__What the task requires__. Using the data beneath, show every line that includes the word "extracted".

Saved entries
________________

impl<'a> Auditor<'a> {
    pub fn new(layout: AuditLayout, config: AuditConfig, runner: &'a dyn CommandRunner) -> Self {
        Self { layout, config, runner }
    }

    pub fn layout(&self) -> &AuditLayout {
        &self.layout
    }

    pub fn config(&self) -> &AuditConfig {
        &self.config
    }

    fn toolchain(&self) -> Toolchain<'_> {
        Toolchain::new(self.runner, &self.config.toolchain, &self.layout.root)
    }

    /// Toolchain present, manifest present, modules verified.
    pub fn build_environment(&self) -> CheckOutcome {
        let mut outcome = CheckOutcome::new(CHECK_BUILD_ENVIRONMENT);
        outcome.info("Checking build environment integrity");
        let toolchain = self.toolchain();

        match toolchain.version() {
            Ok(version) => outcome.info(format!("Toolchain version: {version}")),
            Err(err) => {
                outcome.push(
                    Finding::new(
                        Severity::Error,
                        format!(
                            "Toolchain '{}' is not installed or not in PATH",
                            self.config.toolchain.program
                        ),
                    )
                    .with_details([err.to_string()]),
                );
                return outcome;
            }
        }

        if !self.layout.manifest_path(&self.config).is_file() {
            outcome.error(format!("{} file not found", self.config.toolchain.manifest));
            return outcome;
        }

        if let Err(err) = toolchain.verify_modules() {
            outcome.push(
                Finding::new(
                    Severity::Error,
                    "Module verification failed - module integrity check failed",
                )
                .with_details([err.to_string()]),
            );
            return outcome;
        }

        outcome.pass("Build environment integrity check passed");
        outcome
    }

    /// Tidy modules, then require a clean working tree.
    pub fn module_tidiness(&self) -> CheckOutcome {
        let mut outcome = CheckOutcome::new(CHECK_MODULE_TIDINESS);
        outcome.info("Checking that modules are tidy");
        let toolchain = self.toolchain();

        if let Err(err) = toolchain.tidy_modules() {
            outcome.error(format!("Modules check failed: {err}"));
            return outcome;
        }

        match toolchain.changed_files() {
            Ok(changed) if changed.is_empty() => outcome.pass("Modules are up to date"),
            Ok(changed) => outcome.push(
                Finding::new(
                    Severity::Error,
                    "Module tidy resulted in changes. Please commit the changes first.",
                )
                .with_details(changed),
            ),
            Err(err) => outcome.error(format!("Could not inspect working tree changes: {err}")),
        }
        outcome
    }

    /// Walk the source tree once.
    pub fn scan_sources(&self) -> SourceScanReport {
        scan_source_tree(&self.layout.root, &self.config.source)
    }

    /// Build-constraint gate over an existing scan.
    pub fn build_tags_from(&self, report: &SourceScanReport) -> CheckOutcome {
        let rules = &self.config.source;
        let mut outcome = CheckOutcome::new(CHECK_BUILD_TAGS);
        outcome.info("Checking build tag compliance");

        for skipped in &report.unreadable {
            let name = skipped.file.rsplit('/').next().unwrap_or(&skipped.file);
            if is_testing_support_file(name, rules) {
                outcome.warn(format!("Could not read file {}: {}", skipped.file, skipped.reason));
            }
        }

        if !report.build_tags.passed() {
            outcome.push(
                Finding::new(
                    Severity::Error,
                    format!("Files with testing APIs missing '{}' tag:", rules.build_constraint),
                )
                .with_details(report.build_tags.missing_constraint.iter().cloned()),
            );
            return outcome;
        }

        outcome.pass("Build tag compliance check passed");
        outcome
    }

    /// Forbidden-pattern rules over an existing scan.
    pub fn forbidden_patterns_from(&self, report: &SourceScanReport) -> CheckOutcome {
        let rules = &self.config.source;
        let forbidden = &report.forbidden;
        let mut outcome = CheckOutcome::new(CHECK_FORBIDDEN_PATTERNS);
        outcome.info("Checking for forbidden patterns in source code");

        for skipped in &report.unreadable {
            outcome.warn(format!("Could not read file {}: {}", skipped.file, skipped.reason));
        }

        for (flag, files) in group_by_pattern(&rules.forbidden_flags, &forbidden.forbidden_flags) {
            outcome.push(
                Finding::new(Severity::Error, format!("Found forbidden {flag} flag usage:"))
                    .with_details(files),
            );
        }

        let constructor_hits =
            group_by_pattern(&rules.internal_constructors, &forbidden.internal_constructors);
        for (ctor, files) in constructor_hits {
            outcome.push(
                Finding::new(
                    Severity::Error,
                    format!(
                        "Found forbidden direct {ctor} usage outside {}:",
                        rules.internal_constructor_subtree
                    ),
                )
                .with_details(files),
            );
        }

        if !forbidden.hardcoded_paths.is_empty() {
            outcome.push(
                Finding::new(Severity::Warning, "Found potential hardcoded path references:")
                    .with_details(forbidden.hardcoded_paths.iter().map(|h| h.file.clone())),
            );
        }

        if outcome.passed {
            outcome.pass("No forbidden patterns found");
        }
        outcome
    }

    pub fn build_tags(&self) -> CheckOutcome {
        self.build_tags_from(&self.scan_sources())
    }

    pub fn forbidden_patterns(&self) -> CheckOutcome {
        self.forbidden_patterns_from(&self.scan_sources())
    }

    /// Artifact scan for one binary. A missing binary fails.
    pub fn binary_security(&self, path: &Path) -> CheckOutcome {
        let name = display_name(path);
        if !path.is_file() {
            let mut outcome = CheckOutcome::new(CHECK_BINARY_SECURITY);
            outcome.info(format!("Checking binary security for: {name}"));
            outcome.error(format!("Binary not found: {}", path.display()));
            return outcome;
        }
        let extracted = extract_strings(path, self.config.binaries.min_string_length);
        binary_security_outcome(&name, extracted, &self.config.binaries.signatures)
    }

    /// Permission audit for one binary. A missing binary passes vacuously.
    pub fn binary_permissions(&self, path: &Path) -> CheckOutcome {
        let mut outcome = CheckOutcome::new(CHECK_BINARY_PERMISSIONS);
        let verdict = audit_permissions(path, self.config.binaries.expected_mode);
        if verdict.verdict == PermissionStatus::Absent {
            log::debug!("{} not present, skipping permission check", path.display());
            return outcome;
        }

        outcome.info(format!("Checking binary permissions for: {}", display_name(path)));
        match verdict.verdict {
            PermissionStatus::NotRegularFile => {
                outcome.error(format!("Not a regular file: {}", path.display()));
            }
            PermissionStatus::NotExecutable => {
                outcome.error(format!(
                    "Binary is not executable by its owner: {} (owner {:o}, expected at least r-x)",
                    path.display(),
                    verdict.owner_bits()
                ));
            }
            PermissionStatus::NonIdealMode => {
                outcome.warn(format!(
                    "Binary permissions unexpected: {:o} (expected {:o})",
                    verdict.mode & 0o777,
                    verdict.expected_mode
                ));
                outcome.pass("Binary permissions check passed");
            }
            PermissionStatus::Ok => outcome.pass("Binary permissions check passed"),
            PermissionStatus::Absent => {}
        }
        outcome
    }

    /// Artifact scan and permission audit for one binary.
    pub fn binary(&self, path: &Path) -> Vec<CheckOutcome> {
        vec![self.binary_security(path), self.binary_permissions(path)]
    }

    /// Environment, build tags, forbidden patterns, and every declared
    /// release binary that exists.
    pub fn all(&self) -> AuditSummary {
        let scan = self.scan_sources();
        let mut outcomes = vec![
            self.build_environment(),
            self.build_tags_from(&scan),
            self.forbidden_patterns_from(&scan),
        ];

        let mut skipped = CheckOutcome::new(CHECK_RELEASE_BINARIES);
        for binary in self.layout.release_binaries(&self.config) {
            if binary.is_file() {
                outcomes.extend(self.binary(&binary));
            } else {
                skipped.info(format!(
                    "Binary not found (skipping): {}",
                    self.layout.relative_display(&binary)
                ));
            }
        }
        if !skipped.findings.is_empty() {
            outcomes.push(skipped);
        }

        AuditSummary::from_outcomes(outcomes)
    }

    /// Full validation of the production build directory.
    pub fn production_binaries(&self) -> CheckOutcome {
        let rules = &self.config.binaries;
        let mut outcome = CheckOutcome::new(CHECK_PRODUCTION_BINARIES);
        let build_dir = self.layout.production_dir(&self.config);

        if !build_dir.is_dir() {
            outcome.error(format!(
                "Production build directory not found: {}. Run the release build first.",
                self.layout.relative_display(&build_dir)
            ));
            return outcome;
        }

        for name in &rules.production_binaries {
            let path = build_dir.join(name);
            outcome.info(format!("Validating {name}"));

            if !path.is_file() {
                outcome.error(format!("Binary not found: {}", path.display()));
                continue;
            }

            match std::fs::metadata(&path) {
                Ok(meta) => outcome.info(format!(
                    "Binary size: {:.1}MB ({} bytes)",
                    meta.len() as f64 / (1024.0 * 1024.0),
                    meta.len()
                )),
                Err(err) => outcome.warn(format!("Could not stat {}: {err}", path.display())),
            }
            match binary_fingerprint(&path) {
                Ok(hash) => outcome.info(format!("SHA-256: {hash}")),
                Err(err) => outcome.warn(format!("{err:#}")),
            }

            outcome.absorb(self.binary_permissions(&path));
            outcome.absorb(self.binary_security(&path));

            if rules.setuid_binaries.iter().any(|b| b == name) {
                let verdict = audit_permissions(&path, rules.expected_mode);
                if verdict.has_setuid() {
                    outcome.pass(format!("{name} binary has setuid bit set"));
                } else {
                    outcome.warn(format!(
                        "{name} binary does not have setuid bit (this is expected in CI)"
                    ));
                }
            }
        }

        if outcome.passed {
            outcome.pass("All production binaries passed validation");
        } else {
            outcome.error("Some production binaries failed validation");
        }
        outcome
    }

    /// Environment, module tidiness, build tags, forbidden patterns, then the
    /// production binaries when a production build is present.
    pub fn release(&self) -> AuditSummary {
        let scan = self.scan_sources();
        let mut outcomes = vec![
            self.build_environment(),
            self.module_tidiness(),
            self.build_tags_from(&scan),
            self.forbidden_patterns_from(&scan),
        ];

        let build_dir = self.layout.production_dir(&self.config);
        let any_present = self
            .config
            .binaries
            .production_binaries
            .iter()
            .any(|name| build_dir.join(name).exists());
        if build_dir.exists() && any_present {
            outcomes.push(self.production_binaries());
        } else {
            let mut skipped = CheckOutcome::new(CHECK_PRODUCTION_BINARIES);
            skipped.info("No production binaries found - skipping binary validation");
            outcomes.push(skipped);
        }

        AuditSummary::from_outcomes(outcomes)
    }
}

________________

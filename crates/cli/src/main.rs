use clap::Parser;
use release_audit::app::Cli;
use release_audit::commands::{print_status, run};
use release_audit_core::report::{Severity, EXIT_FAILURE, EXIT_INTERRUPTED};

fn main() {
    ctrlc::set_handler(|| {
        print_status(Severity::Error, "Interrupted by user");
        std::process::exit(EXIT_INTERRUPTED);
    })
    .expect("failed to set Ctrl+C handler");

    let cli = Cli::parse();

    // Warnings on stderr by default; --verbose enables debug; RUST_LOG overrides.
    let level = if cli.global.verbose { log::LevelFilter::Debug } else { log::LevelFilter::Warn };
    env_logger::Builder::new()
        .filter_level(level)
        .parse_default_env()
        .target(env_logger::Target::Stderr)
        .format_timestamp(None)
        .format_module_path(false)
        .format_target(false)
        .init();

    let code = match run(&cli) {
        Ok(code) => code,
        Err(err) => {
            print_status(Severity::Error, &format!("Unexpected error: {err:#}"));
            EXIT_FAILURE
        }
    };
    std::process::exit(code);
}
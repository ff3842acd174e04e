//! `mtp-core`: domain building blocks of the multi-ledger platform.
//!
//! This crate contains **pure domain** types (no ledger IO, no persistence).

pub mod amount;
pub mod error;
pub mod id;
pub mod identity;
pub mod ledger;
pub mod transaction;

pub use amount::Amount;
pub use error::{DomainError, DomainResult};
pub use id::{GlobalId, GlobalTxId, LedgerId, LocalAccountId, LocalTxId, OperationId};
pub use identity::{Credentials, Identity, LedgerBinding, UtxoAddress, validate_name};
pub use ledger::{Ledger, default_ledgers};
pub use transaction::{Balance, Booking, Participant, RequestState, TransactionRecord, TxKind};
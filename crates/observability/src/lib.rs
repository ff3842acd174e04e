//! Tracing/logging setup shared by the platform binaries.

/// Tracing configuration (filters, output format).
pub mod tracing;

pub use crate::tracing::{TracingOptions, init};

________________

__Task response__.
        let extracted = extract_strings(path, self.config.binaries.min_string_length);
        binary_security_outcome(&name, extracted, &self.config.binaries.signatures)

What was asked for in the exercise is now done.